Dalam pola pengasuhan ini, orang tua hanya memiliki sedikit waktu dan perhatian untuk anaknya. Akibatnya, mereka menanggulangi tuntutan anak dengan memberikan apapun yang barang yang diinginkan selama dapat diperoleh. Padahal hal tersebut tidak baik untuk jangka panjang anaknya, misalnya terkait peran dalam pekerjaan rumah dan perilaku sosial yang dapat diterima secara umum. Orang tua pola ini cenderung tidak tahu banyak tentang aktivitas anaknya. Mereka jarang berbicang-bincang dan hampir tidak mempedulikan pendapat anaknya dalam membuat keputusan. Orang tua neglect atau indifferent bisa saja menganiaya anaknya, menerlantarkan anaknya, dan mengabaikan kebutuhan maupun kesulitan anaknya. Minimnya kehangatan dan pengawasan orang tua membuatnya terpisah secara emosional dengan anaknya sehingga membuat anak minimal dalam segala aspek, baik kognisi, bermain, kemampuan emosional dan sosial termasuk kedekatan/kelekatan pada orang lain. Jika terus menerus terjadi, akan membuat anak berkemampuan rendah dalam menolerir frustasi, pengendalian emosi, perilaku, dan prestasi sekolahnya pun amat buruk. Ia sering kurang matang, kurang bertanggung jawab, lebih mudah dihasut dan dibujuk teman sebayanya, serta kurang mampu menimbang posisinya

4. Indulgent Parenting / permissive


Orang tua indulgent atau permissive cenderung menerima, lunak, dan lebih pasif dalam kedisiplinan. Mereka mengumbar cinta kasih tetapi menempatkan sangat sedikit tuntutan terhadap perilaku anak dan memberi kebebasan tinggi pada anak untuk bertindak sesuai keinginannya. Terkadang orang tuanya mengizinkan ia mengambil keputusn meski belum mampu melakukannya. Orang tua semacam ini cenderung memanjakan anak, ia membiarkan anaknya mengganggu orang lain, melindungi anak secara berlebihan, membiarkan kesalahan diperbuat anaknya, menjauhkan anak dari paksaan, keharusan, hukuman, dan enggan meluruskan penyimpangan perilaku anak. Baumrind menemukan bahwa anak yang menerima pola pengasuhan ini sangat tidak matang dalam berbagai aspek psikososial. Mereka tidak patuh, menentang jika diminta sesuatu yang bertentangan dengan keinginan sesaatnya, kurang tenggang rasa, dan kurang toleran dalam bersosialisasi. Pemanjaan terhadap anak dapat menyuburkan keinginan ketergantungan dan melemahkan dorongan untuk berprestasi.

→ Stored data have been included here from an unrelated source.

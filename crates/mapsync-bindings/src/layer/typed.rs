// Copyright 2025 eraflo
//
// Licensed under the Apache License, Version 2.0 (the "License");
// you may not use this file except in compliance with the License.
// You may obtain a copy of the License at
//
//     http://www.apache.org/licenses/LICENSE-2.0
//
// Unless required by applicable law or agreed to in writing, software
// distributed under the License is distributed on an "AS IS" BASIS,
// WITHOUT WARRANTIES OR CONDITIONS OF ANY KIND, either express or implied.
// See the License for the specific language governing permissions and
// limitations under the License.

//! Typed layer factories with convenience setters.
//!
//! Each wrapper is a [`LayerFactory`] pinned to one [`LayerKind`]. Numeric
//! setters run the soft checks from [`validate`](super::validate): a
//! suspicious value is logged as a warning and still sent to the engine.
//! NaN and infinities are logged and dropped, since they serialize as
//! `null` and `null` resets a property.

use std::ops::Deref;

use mapsync_core::spec::{LayerKind, SourceRef, Value};
use mapsync_core::{BindingContext, Signal};
use serde_json::Number;

use super::validate;
use super::{LayerActions, LayerFactory, LayerOptions};

macro_rules! typed_layer {
    ($(#[$meta:meta])* $name:ident => $kind:expr) => {
        $(#[$meta])*
        #[derive(Debug)]
        pub struct $name {
            factory: LayerFactory,
        }

        impl $name {
            /// Creates the layer factory. `options.kind` is overridden.
            pub fn new(
                context: &BindingContext,
                dependency: Signal<Option<SourceRef>>,
                options: LayerOptions,
            ) -> Self {
                let options = LayerOptions { kind: $kind, ..options };
                Self {
                    factory: LayerFactory::new(context, dependency, options),
                }
            }

            /// Like [`new`](Self::new), with a registration callback.
            pub fn with_registration(
                context: &BindingContext,
                dependency: Signal<Option<SourceRef>>,
                options: LayerOptions,
                on_register: impl Fn(&LayerActions) + 'static,
            ) -> Self {
                let options = LayerOptions { kind: $kind, ..options };
                Self {
                    factory: LayerFactory::with_registration(
                        context,
                        dependency,
                        options,
                        on_register,
                    ),
                }
            }

            /// The underlying action object.
            pub fn actions(&self) -> &LayerActions {
                self.factory.actions()
            }
        }

        impl Deref for $name {
            type Target = LayerActions;

            fn deref(&self) -> &Self::Target {
                self.factory.actions()
            }
        }
    };
}

typed_layer!(
    /// A `fill` layer: filled polygons.
    FillLayer => LayerKind::Fill
);
typed_layer!(
    /// A `circle` layer: points drawn as circles.
    CircleLayer => LayerKind::Circle
);
typed_layer!(
    /// A `line` layer: stroked lines.
    LineLayer => LayerKind::Line
);
typed_layer!(
    /// A `symbol` layer: icons and text labels.
    SymbolLayer => LayerKind::Symbol
);

fn number(name: &str, value: f64) -> Option<Value> {
    let number = Number::from_f64(value).map(Value::Number);
    if number.is_none() {
        log::warn!("{name} must be a finite number, got {value}; ignored");
    }
    number
}

fn numbers(name: &str, values: &[f64]) -> Option<Value> {
    let array = values
        .iter()
        .map(|value| Number::from_f64(*value).map(Value::Number))
        .collect::<Option<Vec<_>>>()
        .map(Value::Array);
    if array.is_none() {
        log::warn!("{name} must only hold finite numbers, got {values:?}; ignored");
    }
    array
}

fn unit_paint(actions: &LayerActions, name: &str, value: f64) {
    let Some(json) = number(name, value) else {
        return;
    };
    validate::warn(validate::unit_interval(name, value));
    actions.paint(name, json);
}

fn size_paint(actions: &LayerActions, name: &str, value: f64) {
    let Some(json) = number(name, value) else {
        return;
    };
    validate::warn(validate::non_negative(name, value));
    actions.paint(name, json);
}

fn size_layout(actions: &LayerActions, name: &str, value: f64) {
    let Some(json) = number(name, value) else {
        return;
    };
    validate::warn(validate::non_negative(name, value));
    actions.layout(name, json);
}

fn offset(name: &str, value: &[f64]) -> Option<Value> {
    let json = numbers(name, value)?;
    validate::warn(validate::offset_pair(name, value));
    Some(json)
}

impl FillLayer {
    /// `fill-color`.
    pub fn set_color(&self, color: impl Into<Value>) {
        self.paint("fill-color", color.into());
    }

    /// `fill-opacity`, expected within `[0, 1]`.
    pub fn set_opacity(&self, opacity: f64) {
        unit_paint(self, "fill-opacity", opacity);
    }

    /// `fill-outline-color`.
    pub fn set_outline_color(&self, color: impl Into<Value>) {
        self.paint("fill-outline-color", color.into());
    }

    /// `fill-antialias`.
    pub fn set_antialias(&self, antialias: bool) {
        self.paint("fill-antialias", Value::from(antialias));
    }

    /// `fill-translate`, an `[x, y]` pixel offset.
    pub fn set_translate(&self, translate: &[f64]) {
        if let Some(translate) = offset("fill-translate", translate) {
            self.paint("fill-translate", translate);
        }
    }

    /// `fill-pattern`, the name of a registered image.
    pub fn set_pattern(&self, pattern: impl Into<Value>) {
        self.paint("fill-pattern", pattern.into());
    }
}

impl CircleLayer {
    /// `circle-radius` in pixels.
    pub fn set_radius(&self, radius: f64) {
        size_paint(self, "circle-radius", radius);
    }

    /// `circle-color`.
    pub fn set_color(&self, color: impl Into<Value>) {
        self.paint("circle-color", color.into());
    }

    /// `circle-opacity`, expected within `[0, 1]`.
    pub fn set_opacity(&self, opacity: f64) {
        unit_paint(self, "circle-opacity", opacity);
    }

    /// `circle-blur`; `1` blurs to the center.
    pub fn set_blur(&self, blur: f64) {
        unit_paint(self, "circle-blur", blur);
    }

    /// `circle-stroke-width` in pixels.
    pub fn set_stroke_width(&self, width: f64) {
        size_paint(self, "circle-stroke-width", width);
    }

    /// `circle-stroke-color`.
    pub fn set_stroke_color(&self, color: impl Into<Value>) {
        self.paint("circle-stroke-color", color.into());
    }

    /// `circle-stroke-opacity`, expected within `[0, 1]`.
    pub fn set_stroke_opacity(&self, opacity: f64) {
        unit_paint(self, "circle-stroke-opacity", opacity);
    }

    /// `circle-translate`, an `[x, y]` pixel offset.
    pub fn set_translate(&self, translate: &[f64]) {
        if let Some(translate) = offset("circle-translate", translate) {
            self.paint("circle-translate", translate);
        }
    }
}

impl LineLayer {
    /// `line-color`.
    pub fn set_color(&self, color: impl Into<Value>) {
        self.paint("line-color", color.into());
    }

    /// `line-width` in pixels.
    pub fn set_width(&self, width: f64) {
        size_paint(self, "line-width", width);
    }

    /// `line-opacity`, expected within `[0, 1]`.
    pub fn set_opacity(&self, opacity: f64) {
        unit_paint(self, "line-opacity", opacity);
    }

    /// `line-blur` in pixels.
    pub fn set_blur(&self, blur: f64) {
        size_paint(self, "line-blur", blur);
    }

    /// `line-gap-width`, drawing a casing around the line.
    pub fn set_gap_width(&self, width: f64) {
        size_paint(self, "line-gap-width", width);
    }

    /// `line-offset`. Negative values are valid and offset to the left.
    pub fn set_offset(&self, offset: f64) {
        if let Some(offset) = number("line-offset", offset) {
            self.paint("line-offset", offset);
        }
    }

    /// `line-dasharray`, in line widths.
    pub fn set_dasharray(&self, dashes: &[f64]) {
        let Some(json) = numbers("line-dasharray", dashes) else {
            return;
        };
        if dashes.iter().any(|d| *d < 0.0) {
            log::warn!("line-dasharray should not contain negative lengths, got {dashes:?}");
        }
        self.paint("line-dasharray", json);
    }

    /// `line-cap`: `butt`, `round` or `square`.
    pub fn set_cap(&self, cap: &str) {
        self.layout("line-cap", Value::from(cap));
    }

    /// `line-join`: `bevel`, `round` or `miter`.
    pub fn set_join(&self, join: &str) {
        self.layout("line-join", Value::from(join));
    }
}

impl SymbolLayer {
    /// `icon-image`, the name of a registered image.
    pub fn set_icon_image(&self, image: impl Into<Value>) {
        self.layout("icon-image", image.into());
    }

    /// `icon-size`, a scale factor.
    pub fn set_icon_size(&self, size: f64) {
        size_layout(self, "icon-size", size);
    }

    /// `icon-opacity`, expected within `[0, 1]`.
    pub fn set_icon_opacity(&self, opacity: f64) {
        unit_paint(self, "icon-opacity", opacity);
    }

    /// `icon-offset`, an `[x, y]` offset.
    pub fn set_icon_offset(&self, icon_offset: &[f64]) {
        if let Some(icon_offset) = offset("icon-offset", icon_offset) {
            self.layout("icon-offset", icon_offset);
        }
    }

    /// `text-field`, a string or a format expression.
    pub fn set_text_field(&self, field: impl Into<Value>) {
        self.layout("text-field", field.into());
    }

    /// `text-size` in pixels.
    pub fn set_text_size(&self, size: f64) {
        size_layout(self, "text-size", size);
    }

    /// `text-color`.
    pub fn set_text_color(&self, color: impl Into<Value>) {
        self.paint("text-color", color.into());
    }

    /// `text-opacity`, expected within `[0, 1]`.
    pub fn set_text_opacity(&self, opacity: f64) {
        unit_paint(self, "text-opacity", opacity);
    }

    /// `text-offset`, an `[x, y]` offset in ems.
    pub fn set_text_offset(&self, text_offset: &[f64]) {
        if let Some(text_offset) = offset("text-offset", text_offset) {
            self.layout("text-offset", text_offset);
        }
    }

    /// `text-font`, a font stack.
    pub fn set_text_font(&self, fonts: &[&str]) {
        self.layout("text-font", Value::from(fonts.to_vec()));
    }
}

- Dorothy law nolte (1945) -

Jika anak dibesarkan dengan celaan, ia belajar memaki. Jika anak dibesarkan dengan permusuhan, ia belajar berkelahi. Jika anak dibesarkan dengan cemoohan, ia belajar rendah diri. Jika anak dibesarkan dengan hinaan, ia belajar menyesali diri. Jika anak dibesarkan dengan toleransi, ia belajar menahan diri. Jika anak dibesarkan dengan dorongan, ia belajar percaya diri. Jika anak dibesarkan dengan pujian, ia belajar menghargai. Jika anak dibesarkan dengan kasih sayang dan persahabatan, ia belajar menemukan cinta dalam kehidupan."